Assiry gombal mukiyo, 29 Juni 2015
Masih ingatkah temen -temen sekalian tentang kisah tragis Mbah Samidi,
60 tahun, tukang becak di kota lama Semarang ini. Meskipun sudah lewat
beberapa tahun lalu tapi kepedihannya begitu menyayat -nyayat hati dan
fikiran saya sampai puasa berganti. Dia didapati meninggal akibat
keracunan nasi basi. Dia nekad menyantap nasib tak layak konsumsi itu
karena tidak punya uang untuk beli makan.
Sungguh ironi dan
menyedihkan di negeri yang kaya ini masih ada raktatnya yang kelaparan.
Puasa menumbuhkan dan menyuburkan kepedulian sosial. Puasa itu cuma
latihan bagaimana merasakan laparnya si miskin dan papa, tentu banyak
hikmah yang kita dapatkan atas perintah dan syareat puasa tersebut bukan
sekadar merasakan lapar dan haus berjamaah. Dengan begitu kita menjadi
terpanggil untuk membantu dan berbagi dengan yang kekurangan diatas
kelebihan -kelebihan yang kita miliki.
Jika puasamu hanya latihan
lapar dan dahaga dan tidak ada sedikitpun atsar/ efek yang ditimbulkan
dari hikmah kita puasa yang lebih kepada potensi bermuamalah atau
menumbuhkan kepedulian sosial atau "kesalehan sosial" di masyarakat maka
sama saja yang kita dapati bukan essensi puasa itu sendiri melainkan
hanya sia -sia.
Mbah Samidi meregang nyawa di dekat becak yang
jadi washilah untuk menyambung hidup bagi keluarga kecilnya. jasadnya
berkalang tanah, tepat di bawah spanduk Seorang caleg perlente yang
berjanji pro rakyat kecil yang bertuliskan " Bantu Kami melayani anda".
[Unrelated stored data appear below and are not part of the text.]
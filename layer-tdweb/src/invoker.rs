//! One request/response contract over every client shape.
//!
//! TDLib web builds disagree on what the request method is called and on
//! whether it returns a promise. [`detect`] picks the capability once;
//! [`Invoker`] then dispatches on that tag for every call.

use std::fmt;
use std::sync::Arc;

use crate::errors::{InvocationError, UnsupportedClientShape};
use crate::functions::{RemoteCall, Request, Response};
use crate::host::{Binding, HostFunction};

/// Request capabilities in priority order.
#[derive(Clone, Copy, Debug, PartialEq, Eq)]
pub enum Capability {
    /// `invoke(request) -> Promise<response>`
    Invoke,
    /// `send(request) -> response | Promise<response>`
    Send,
    /// `request(request) -> response | Promise<response>`
    Request,
    /// `invokeJSON(request) -> response | Promise<response>`
    InvokeJson,
    /// `postMessage(request)`, no response.
    PostMessage,
    Unsupported,
}

impl Capability {
    pub const PRIORITY: [Capability; 5] = [
        Self::Invoke, Self::Send, Self::Request, Self::InvokeJson, Self::PostMessage,
    ];

    /// The method name a client exposes this capability under.
    pub fn method_name(self) -> Option<&'static str> {
        match self {
            Self::Invoke      => Some("invoke"),
            Self::Send        => Some("send"),
            Self::Request     => Some("request"),
            Self::InvokeJson  => Some("invokeJSON"),
            Self::PostMessage => Some("postMessage"),
            Self::Unsupported => None,
        }
    }
}

impl fmt::Display for Capability {
    fn fmt(&self, f: &mut fmt::Formatter<'_>) -> fmt::Result {
        f.write_str(self.method_name().unwrap_or("unsupported"))
    }
}

/// The highest-priority capability `value` exposes. Only objects qualify;
/// functions (constructors, factories) are always [`Capability::Unsupported`].
pub fn detect(value: &Binding) -> Capability {
    if !matches!(value, Binding::Object(_)) {
        return Capability::Unsupported;
    }
    Capability::PRIORITY
        .into_iter()
        .find(|cap| cap.method_name().is_some_and(|m| value.method(m).is_some()))
        .unwrap_or(Capability::Unsupported)
}

/// Whether `value` is already a usable client instance.
pub fn looks_like_client(value: &Binding) -> bool {
    detect(value) != Capability::Unsupported
}

// ─── Invoker ──────────────────────────────────────────────────────────────────

/// A client handle bound to its request method.
#[derive(Clone)]
pub struct Invoker {
    capability: Capability,
    method:     Arc<dyn HostFunction>,
}

impl fmt::Debug for Invoker {
    fn fmt(&self, f: &mut fmt::Formatter<'_>) -> fmt::Result {
        write!(f, "Invoker({})", self.capability)
    }
}

impl Invoker {
    /// Bind to the request method of `handle`.
    ///
    /// `key_sample_limit` bounds the property names included in the error.
    pub fn adapt(handle: &Binding, key_sample_limit: usize) -> Result<Self, UnsupportedClientShape> {
        let capability = match handle {
            Binding::Function(f) => {
                return Err(UnsupportedClientShape::BareFunction {
                    name:        f.name().to_string(),
                    sample_keys: handle.sample_keys(key_sample_limit),
                });
            }
            Binding::Object(_) => detect(handle),
            other => return Err(UnsupportedClientShape::NotAnObject { kind: other.kind() }),
        };

        let method = capability
            .method_name()
            .and_then(|name| handle.method(name))
            .ok_or_else(|| UnsupportedClientShape::NoCapability {
                sample_keys: handle.sample_keys(key_sample_limit),
            })?;

        tracing::debug!("[layer-tdweb] client requests go through {capability}()");
        Ok(Self { capability, method })
    }

    pub fn capability(&self) -> Capability {
        self.capability
    }

    /// Send `request` and wait for its response.
    pub async fn invoke(&self, request: &Request) -> Result<Response, InvocationError> {
        let arg = Binding::Data(request.to_json());
        match self.capability {
            Capability::PostMessage => {
                self.method.call(vec![arg])?;
                Ok(Response::Empty)
            }
            // Invoke is promise-returning by contract; the others may answer
            // synchronously. Settling covers both.
            Capability::Invoke
            | Capability::Send
            | Capability::Request
            | Capability::InvokeJson => {
                let returned = self.method.call(vec![arg])?;
                Response::from_binding(returned.settle().await?)
            }
            Capability::Unsupported => Err(InvocationError::NotInitialized),
        }
    }

    /// Encode and send a typed call.
    pub async fn call<R: RemoteCall>(&self, call: &R) -> Result<Response, InvocationError> {
        self.invoke(&Request::from_call(call)?).await
    }
}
Saya ndak habis fikir, apa yang hendak dibantu selain hanya "ndobol"
dan omong kosong belaka. Slogan -slogan itu hanya tulisan persuasif yang
bertujuan hanya semata-mata meraup suara dengan topeng-topeng
kepedulian sosial.
Meskipun papa, Mbah Samidi tidak pernah
terbersit
sedikit pun niat untuk mencuri uang receh, sekadar untuk beli nasi
murahan di warung kucing agar perut kempisnya bisa terisi. Keteguhan
sikap rakyat jelata yang harus ditebusnya dengan nyawa yang
melayang. Betapa mulia dia dibanding pejabat, anggota DPR, kepala
daerah, para penguasa lainnya yang kaya raya, duduk di kursi empuk,
makan enak, berdasi mahal, pelesir ke mana-mana, setiap saat menghitung
laba, memiliki wanita simpanan dimana-mana, bisa umroh dan haji
berkali-kali, dan mengaku mendapat amanah dari rakyat jadi pemimpin,
tapi rakusnya tak terkira saat menggarong duit rakyat.
Saya semakin
meraung-raung menyaksikan semua ini. Iblis dan beberapa setan belang di
teras rumah saya beberapa hari lalu mengeluh kepada saya mereka
berceloteh " Sekarang kami ikatan Iblis dan setan belang lebih banyak
nganggur karena tugas -tugas kami sekarang sudah banyak digantikan oleh
manusia, lha bagaimana kami tidak nganggur, kami juga tidak pernah
menduga sebelumnya, diera globalisasi ini ternyata manusia jauh yang
lebih canggih daya tipu dan muslihatnya daripada kami para iblis dan
setan belang, tugas-tugas kami sebagai iblis sudah banyak digantikan
manusia. Kalau ini dibiarkan berkepanjangan jelas bisa mengancam
eksistensi dan kapasitas kami sebagai iblis".
Salah satu Setan bangsat
bahkan ada yang sampai menangis dan terguncang -guncang karena
kehilangan pekerjaannya itu. Saya sebagai manusia sangat terpukul
mendengar pernyataan perwakilan ikatan iblis dan setan itu, tapi inilah
yang terjadi di negeri ini.
Mbah Samidi adalah salah satu potret
dari jutaan anak -anak bangsa lainnya yang hidup nestapa tapi teguh
dengan pendirian dan jujur meski harus mengorbankan nyawa. Saya yakin
meskipun Mbah Samidi tidak mendapat tempat yang layak di dunia Insya
Allah dia akan mendapat tempat yang layak dan mulia disisiNya. Inilah
"jihad" yang sesungguhnya ketika dia harus mencari nafkah untuk anak
istrinya. Dan sebaik-baiknya tempat adalah Syurga.